The irregularity in data accesses patterns presents several challenges for programmers to exploit those architectures. Managing memory hierarchy in software requires a lot of programming efforts and tends to be error-prone. The difficulties are even worse for applications with irregular data access patterns. Another problem caused by the irregular accesses is that they hinder the extraction of data-level parallelism for fine-grained parallel functional units such as multimedia extensions. The lack of effective analysis for irregular accesses limits the optimization opportunity for both compilers and moderate programmers.

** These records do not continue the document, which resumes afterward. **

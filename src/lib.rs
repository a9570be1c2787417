//! # FlashKV Persist - JSON Persistence for a Multi-Database Keyspace
//!
//! Durable storage for a Redis-like keyspace: every server identity owns
//! numbered databases, every database maps binary keys to typed values with
//! optional expiry, and everything is written to disk as tagged JSON so
//! several processes pointed at the same directory see each other's data.
//!
//! ## Features
//!
//! - **Three Backends**: whole-file, per-key, and per-key with background sweep
//! - **Binary Safe**: keys and scalars round-trip exactly, UTF-8 or not
//! - **Typed Values**: scalars, lists, hashes, sets and sorted sets
//! - **Expiry**: lazy eviction on read plus optional active sweeping
//! - **Glob Scans**: `KEYS`-style pattern matching over live keys
//!
//! ## Architecture
//!
//! ```text
//! ┌─────────────────────────────────────────────────────────────────────────┐
//! │                           FlashKV Persist                               │
//! │                                                                         │
//! │  ┌────────────────┐   ┌────────────┐   ┌────────────┐                   │
//! │  │ ServerRegistry │──>│   Server   │──>│  Database  │  (dispatcher API) │
//! │  └────────────────┘   └────────────┘   └─────┬──────┘                   │
//! │                                              │                          │
//! │                                              ▼                          │
//! │  ┌──────────────────────────────────────────────────────────────────┐   │
//! │  │                     Arc<dyn KeyStore>                            │   │
//! │  │  WholeFileBackend  │  PerKeyBackend  │  SweepingBackend          │   │
//! │  └──────────────────────────────────────────────────────────────────┘   │
//! │        │                       │                     ▲                  │
//! │        ▼                       ▼                     │                  │
//! │  ┌───────────┐  ┌────────────┐  ┌──────────────┐  ┌──┴──────────────┐   │
//! │  │ codec     │  │ PathLayout │  │ LockRegistry │  │ ExpirySweeper   │   │
//! │  │ (serde)   │  │ (fs paths) │  │ (srv, db)    │  │ (thread)        │   │
//! │  └───────────┘  └────────────┘  └──────────────┘  └─────────────────┘   │
//! └─────────────────────────────────────────────────────────────────────────┘
//! ```
//!
//! ## Quick Start
//!
//! ```
//! use flashkv_persist::{Server, ServerId, StorageConfig};
//! use flashkv_persist::storage::{BackendKind, Value};
//! use std::time::Duration;
//!
//! let dir = tempfile::tempdir().unwrap();
//! let config = StorageConfig {
//!     root: dir.path().to_path_buf(),
//!     backend: BackendKind::PerKey,
//!     ..Default::default()
//! };
//!
//! let server = Server::new(ServerId::new("example"), config.open().unwrap());
//! let db = server.db(0);
//!
//! db.set(b"counter", Value::bytes("1")).unwrap();
//! db.set_with_ttl(b"session", Value::bytes("token"), Duration::from_secs(60)).unwrap();
//!
//! assert_eq!(db.get(b"counter").unwrap(), Some(Value::bytes("1")));
//! assert_eq!(db.ttl(b"counter").unwrap(), -1);
//! assert_eq!(db.scan("sess*").unwrap().count(), 1);
//! ```
//!
//! ## Module Overview
//!
//! - [`storage`]: codecs, path layout, locks and the three backends
//! - [`server`]: database/server handles and the server registry
//! - [`config`]: storage root, backend choice and environment loading
//! - [`error`]: the storage error taxonomy
//!
//! ## Design Highlights
//!
//! ### Corruption Is Data Loss, Not a Crash
//!
//! A key file that cannot be decoded reads as a missing key, and a whole
//! database file that is not JSON reads as an empty database. I/O failures
//! such as permission errors or a full disk always propagate.
//!
//! ### One Lock per Database
//!
//! Every file access holds the `(server, database)` mutex for one read or
//! one write. The lock is in-process only; separate processes sharing a
//! directory rely on writes landing via rename.

pub mod config;
pub mod error;
pub mod server;
pub mod storage;

// Re-export commonly used types for convenience
pub use config::{ConfigError, StorageConfig};
pub use error::{StorageError, StorageResult};
pub use server::{Database, Server, ServerId, ServerRegistry};
pub use storage::{BackendKind, KeyStore, Value};

/// Version of FlashKV Persist
pub const VERSION: &str = env!("CARGO_PKG_VERSION");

In this work, we propose a compilation framework for parallelizing irregular reduction on architectures with explicitly managed memory hierarchy. To relieve the burden of memory management from programmers, we develop a work-sharing construct for structuring parallel tasks, mapping the parallel tasks to processing units and scheduling data transfers between the memory hierarchies. A vectorization technique is also presented to address the challenges arose in the presence of array indirection, such as disjoint memory references, unknown alignment, dependence cycles, etc.
We experimentally evaluate the effectiveness of our techniques for several irregular reduction kernels on the Cell processor embedded in a Sony PlayStation3. The results show that the work-sharing construct achieves speedups of 8 to 14 on the six available SPEs, and the vectorization technique achieves the average speedup of 2.87, which is 1.8 times faster than the previous automatic vectorization techniques.
비정규 병합 계산(irregular reduction)은 유체역학, 분자동역학 등 컴퓨터를 이용한 과학 계산 시뮬레이션 프로그램에 긴요하게 사용되는 계산 형태이다. 비정규 병합 계산 코드를 고성능 컴퓨터에 적합하게 컴파일하는 것은 앞으로의 계산 과학 분야에서 중요한 문제가 된다. 한편 멀티코어 프로세서의 코어의 수가 점점 늘어나면서, 회로를 단순화하고 성능을 향상시키는 수단으로 명시적 관리 메모리 구조가 제안되었다. 이러한 구조의 프로세서는 기존에 비해 높은 최대 성능을 가지나 이를 충분히 활용하기 위해서는 소프트웨어가 직접 하드웨어를 관리해야 하는 어려움이 있다. 특히 비정규 병합 계산의 불규칙적인 데이터 접근 패턴은 소프트웨어적인 메모리 관리의 어려움을 더욱 가중시킨다. 비정규 병합 계산을 컴파일 할 때 고려해야 할 또 다른 문제는 각 코어가 가지고 있는 여러 계산 회로(functional units)를 최대한 활용하는 방법을 찾는 것이다. 불규칙한 데이터 접근은 컴파일러 혹은 프로그래머가 계산에 내재된 데이터 수준 병렬성을 찾는 것을 어렵게 만들어 벡터 명령어를 이용한 병렬 처리를 비효율적으로 만든다.
본 논문에서는 명시적 관리 메모리 구조를 가진 멀티코어 프로세서에서 비정규 병합 계산을 효과적으로 수행할 수 있도록 하는 컴파일러 기술을 제안한다. 우선 메모리 관리를 용이하게 하기 위해 비정규 병합 계산을 각각 접근하는 데이터의 위치에 따라 여러 부분으로 나누고, 나누어진 작업을 여러 코어에 할당한 다음, 각 코어가 할당된 작업을 처리하기 위해 필요한 데이터를 효율적으로 주고 받을 수 있도록 하는 작업 공유 방법(work-sharing construct)을 개발했다. 또한 이에 더해, 각 코어의 병렬 계산 회로를 충분히 활용할 수 있도록 벡터 명령어를 이용한 코드 생성 기법을 개발했다. 제안된 방법은 배열의 간접 지정(array indirection)에 의한 문제, 즉 인접하지 않은 위치를 접근하거나 주소의 정렬 위치를 모르는 메모리 명령어들의 벡터화 방법 및 데이터 간의 순환 의존(dependence cycle) 문제를 다룬다.
제안된 컴파일 방법을 다양한 비정규 병합 계산에 적용하여 실험한 결과, 제안된 작업 공유 방법을 통해 병렬화된 코드는 병렬화하지 않은 원래의 코드에 비해 8-14배 빠르게 실행되었고, 벡터 명령어를 이용한 코드 생성은 기존의 벡터 코드 생성 방법에 비해 약 1.8배 개선된 평균 2.87배의 성능 향상을 보였다.